1

I am trying to convert a PDF into JPEG using Python. Below are the steps I have taken as well as the code but, firstly, here are:

  1. Expected results: Have 1 JPEG file per page in the PDF file added into my "Output" folder.
  2. Actual results: The code appears to run indefinitely without any JPEGS being added to the "Output" folder.

Steps taken:

  • Installed pdf2image via CMD (pip install pdf2image)
  • Installed Poppler.

Note on Poppler: It is required to add it to PATH and I had done this in the environment variables but I kept getting the error pdf2image.exceptions.PDFInfoNotInstalledError: Unable to get page count. Is Poppler installed and in PATH?. So as a workaround, I have added the path in the code directly and I am not receiving this error any longer.

from pdf2image import convert_from_path

path = "D:/Users/<USERNAME>/Desktop/Python/DeratingTool/"
pdfname = path+"<PDFNAME>.pdf"
images = convert_from_path(pdfname, 500,poppler_path=r'C:\Program Files\Release-22.04.0-0\poppler-22.04.0\Library\bin')
output_folder_path = "D:/Users/<USERNAME>/Desktop/Python/DeratingTool/Output"
i = 1 

for image in images: 
    image.save(output_folder_path + str(i) + "jpg", "JPEG")
    i = i+1

Any ideas why this doesn't seem to be able to finish would be most welcome.

Thank you.

4
  • 1
    Does it write the images if you define an output_folder? Eg images = convert_from_path(pdfname, 500,poppler_path=r'C:\Program Files\Release-22.04.0-0\poppler-22.04.0\Library\bin', output_folder="D:/Users/<USERNAME>/Desktop/Python/DeratingTool/Output") Commented May 30, 2022 at 19:51
  • Have you tried reading a single PDF and writing an image to the same location? Before you try mixing in the complexity of loops. Commented May 30, 2022 at 22:45
  • @RJAdriaansen: I actually found that in the definitions right after posting my question and just tried it now... it absolutely did the trick or almost. It did generate 81 files (which is normal since the PDF has 81 pages) BUT it created them in PPM and not JPEG. Meaning they're not usable as they are and huge (approx 125Mb per pic). Thanks for helping with the first part! Commented Jun 1, 2022 at 8:56
  • 1
    @ZachYoung: Admittedly, no, I didn't since the loop seemed rather straightforward.

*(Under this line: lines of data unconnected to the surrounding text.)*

//! SQLite storage implementation
//!
//! This module provides a SQLite-based implementation of the Storage trait.

use crate::event::{EventRecord, StoredEntry};
use crate::storage::schema::initialize_schema;
use crate::storage::traits::{InsertOutcome, Storage, StorageResult};
use crate::CalendarError;
use chrono::NaiveDate;
use rusqlite::{params, Connection, Row};
use std::path::Path;

const SELECT_COLUMNS: &str = "SELECT id, title, date, time, department, committee, event_type,
     description, source_url, scraped_at FROM calendar_entries";

/// SQLite storage backend
pub struct SqliteStorage {
    conn: Connection,
}

impl SqliteStorage {
    /// Creates a new SqliteStorage instance
    ///
    /// # Arguments
    ///
    /// * `path` - Path to the SQLite database file
    ///
    /// # Returns
    ///
    /// * `Ok(SqliteStorage)` - Successfully opened/created database
    /// * `Err(CalendarError)` - Failed to open database
    pub fn new(path: &Path) -> Result<Self, CalendarError> {
        let conn = Connection::open(path)?;

        // WAL lets a reader (--list, --stats) run beside a crawl
        conn.execute_batch(
            "
            PRAGMA journal_mode = WAL;
            PRAGMA synchronous = NORMAL;
            PRAGMA temp_store = MEMORY;
        ",
        )?;

        initialize_schema(&conn)?;

        Ok(Self { conn })
    }

    /// Creates an in-memory database
    pub fn new_in_memory() -> Result<Self, CalendarError> {
        let conn = Connection::open_in_memory()?;
        initialize_schema(&conn)?;
        Ok(Self { conn })
    }

    fn query_entries(
        &self,
        sql: &str,
        params: impl rusqlite::Params,
    ) -> StorageResult<Vec<StoredEntry>> {
        let mut stmt = self.conn.prepare(sql)?;
        let entries = stmt
            .query_map(params, row_to_entry)?
            .collect::<Result<Vec<_>, _>>()?;
        Ok(entries)
    }
}

impl Storage for SqliteStorage {
    fn init(&mut self) -> StorageResult<()> {
        initialize_schema(&self.conn)?;
        Ok(())
    }

    fn insert_entry(&mut self, record: &EventRecord) -> StorageResult<InsertOutcome> {
        let time = record.time.as_deref().unwrap_or("");

        let changed = self.conn.execute(
            "INSERT INTO calendar_entries
             (title, date, time, department, committee, event_type, description, source_url, scraped_at)
             VALUES (?1, ?2, ?3, ?4, ?5, ?6, ?7, ?8, ?9)
             ON CONFLICT(title, date, time, source_url) DO NOTHING",
            params![
                record.title,
                record.date,
                time,
                record.department,
                record.committee,
                record.event_type,
                record.description,
                record.source_url,
                record.scraped_at,
            ],
        )?;

        if changed > 0 {
            return Ok(InsertOutcome::Inserted(self.conn.last_insert_rowid()));
        }

        let existing: i64 = self.conn.query_row(
            "SELECT id FROM calendar_entries
             WHERE title = ?1 AND date = ?2 AND time = ?3 AND source_url = ?4",
            params![record.title, record.date, time, record.source_url],
            |row| row.get(0),
        )?;

        Ok(InsertOutcome::Duplicate(existing))
    }

    fn get_entries_by_date_range(
        &self,
        start: NaiveDate,
        end: NaiveDate,
    ) -> StorageResult<Vec<StoredEntry>> {
        let sql = format!(
            "{} WHERE date >= ?1 AND date <= ?2 ORDER BY date ASC, time ASC, id ASC",
            SELECT_COLUMNS
        );
        self.query_entries(&sql, params![start, end])
    }

    fn get_all_entries(&self) -> StorageResult<Vec<StoredEntry>> {
        let sql = format!("{} ORDER BY date ASC, time ASC, id ASC", SELECT_COLUMNS);
        self.query_entries(&sql, [])
    }

    fn get_entry_count(&self) -> StorageResult<u64> {
        let count: i64 = self
            .conn
            .query_row("SELECT COUNT(*) FROM calendar_entries", [], |row| row.get(0))?;
        Ok(count as u64)
    }

    fn clear_all_entries(&mut self) -> StorageResult<()> {
        self.conn.execute("DELETE FROM calendar_entries", [])?;
        Ok(())
    }
}

fn row_to_entry(row: &Row<'_>) -> rusqlite::Result<StoredEntry> {
    let time: String = row.get(3)?;
    Ok(StoredEntry {
        id: row.get(0)?,
        event: EventRecord {
            title: row.get(1)?,
            date: row.get(2)?,
            time: if time.is_empty() { None } else { Some(time) },
            department: row.get(4)?,
            committee: row.get(5)?,
            event_type: row.get(6)?,
            description: row.get(7)?,
            source_url: row.get(8)?,
            scraped_at: row.get(9)?,
        },
    })
}

#[cfg(test)]
mod tests {
    use super::*;

    fn date(y: i32, m: u32, d: u32) -> NaiveDate {
        NaiveDate::from_ymd_opt(y, m, d).unwrap()
    }

    fn event(title: &str, day: NaiveDate, time: Option<&str>) -> EventRecord {
        EventRecord::candidate(
            title,
            day,
            time.map(str::to_string),
            format!("https://www.wayland.ma.us/board/events/{}", title.len()),
        )
    }

    #[test]
    fn test_create_in_memory() {
        assert!(SqliteStorage::new_in_memory().is_ok());
    }

    #[test]
    fn test_init_is_idempotent() {
        let mut storage = SqliteStorage::new_in_memory().unwrap();
        storage.init().unwrap();
        storage.init().unwrap();
        assert_eq!(storage.get_entry_count().unwrap(), 0);
    }

    #[test]
    fn test_insert_entry() {
        let mut storage = SqliteStorage::new_in_memory().unwrap();
        let outcome = storage
            .insert_entry(&event("Select Board", date(2025, 9, 4), Some("6:00pm")))
            .unwrap();
        assert!(outcome.is_new());
        assert!(outcome.id() > 0);
    }

    #[test]
    fn test_insert_duplicate_entry() {
        let mut storage = SqliteStorage::new_in_memory().unwrap();
        let record = event("Select Board", date(2025, 9, 4), Some("6:00pm"));

        let first = storage.insert_entry(&record).unwrap();
        let second = storage.insert_entry(&record).unwrap();

        assert_eq!(second, InsertOutcome::Duplicate(first.id()));
        assert_eq!(storage.get_entry_count().unwrap(), 1);
    }

    #[test]
    fn test_insert_duplicate_without_time() {
        let mut storage = SqliteStorage::new_in_memory().unwrap();
        let record = event("Town Meeting", date(2025, 10, 1), None);

        storage.insert_entry(&record).unwrap();
        let second = storage.insert_entry(&record).unwrap();

        assert!(!second.is_new());
        assert_eq!(storage.get_entry_count().unwrap(), 1);
    }

    #[test]
    fn test_duplicate_keeps_first_enrichment() {
        let mut storage = SqliteStorage::new_in_memory().unwrap();
        let mut first = event("Select Board", date(2025, 9, 4), Some("6:00pm"));
        first.description = Some("Original agenda".to_string());
        let mut second = first.clone();
        second.description = Some("Changed agenda".to_string());

        storage.insert_entry(&first).unwrap();
        storage.insert_entry(&second).unwrap();

        let entries = storage.get_all_entries().unwrap();
        assert_eq!(entries.len(), 1);
        assert_eq!(entries[0].event.description.as_deref(), Some("Original agenda"));
    }

    #[test]
    fn test_roundtrip_fields() {
        let mut storage = SqliteStorage::new_in_memory().unwrap();
        let mut record = event("Board of Assessors", date(2025, 9, 4), Some("6:00pm"));
        record.department = Some("board-assessors".to_string());
        record.event_type = Some("Public Meeting".to_string());
        record.description = Some("Regular monthly meeting".to_string());

        storage.insert_entry(&record).unwrap();
        let entries = storage.get_all_entries().unwrap();

        assert_eq!(entries.len(), 1);
        let stored = &entries[0].event;
        assert_eq!(stored.title, record.title);
        assert_eq!(stored.date, record.date);
        assert_eq!(stored.time, record.time);
        assert_eq!(stored.department, record.department);
        assert_eq!(stored.event_type, record.event_type);
        assert_eq!(stored.description, record.description);
        assert_eq!(stored.source_url, record.source_url);
        assert_eq!(stored.scraped_at, record.scraped_at);
    }

    #[test]
    fn test_date_range_is_inclusive_and_ordered() {
        let mut storage = SqliteStorage::new_in_memory().unwrap();
        storage.insert_entry(&event("Late", date(2025, 9, 30), Some("7:00pm"))).unwrap();
        storage.insert_entry(&event("Evening", date(2025, 9, 1), Some("6:00pm"))).unwrap();
        storage.insert_entry(&event("Morning", date(2025, 9, 1), Some("10:00am"))).unwrap();
        storage.insert_entry(&event("Untimed", date(2025, 9, 1), None)).unwrap();
        storage.insert_entry(&event("October", date(2025, 10, 1), None)).unwrap();
        storage.insert_entry(&event("August", date(2025, 8, 31), None)).unwrap();

        let entries = storage
            .get_entries_by_date_range(date(2025, 9, 1), date(2025, 9, 30))
            .unwrap();
        let titles: Vec<_> = entries.iter().map(|e| e.event.title.as_str()).collect();

        // string comparison on time: "" < "10:00am" < "6:00pm"
        assert_eq!(titles, vec!["Untimed", "Morning", "Evening", "Late"]);
    }

    #[test]
    fn test_clear_all_entries() {
        let mut storage = SqliteStorage::new_in_memory().unwrap();
        storage.insert_entry(&event("A", date(2025, 9, 1), None)).unwrap();
        storage.insert_entry(&event("B", date(2025, 9, 2), None)).unwrap();
        assert_eq!(storage.get_entry_count().unwrap(), 2);

        storage.clear_all_entries().unwrap();
        assert_eq!(storage.get_entry_count().unwrap(), 0);
        assert!(storage.get_all_entries().unwrap().is_empty());
    }
}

Seems the issue was with the output folder needing to be included in the parameters. Commented Jun 1, 2022 at 8:57

1 Answer 1

3

I actually found all of the information I needed for the desired result right in the definitions (Thank you, @RJAdriaansen for pointing me back there). The default format is set to "PPM" and can be changed to "jpeg" Below is the functioning code for my purposes:

from pdf2image import convert_from_path

path = "D:/Users/<USERNAME>/Desktop/Python/DeratingTool/"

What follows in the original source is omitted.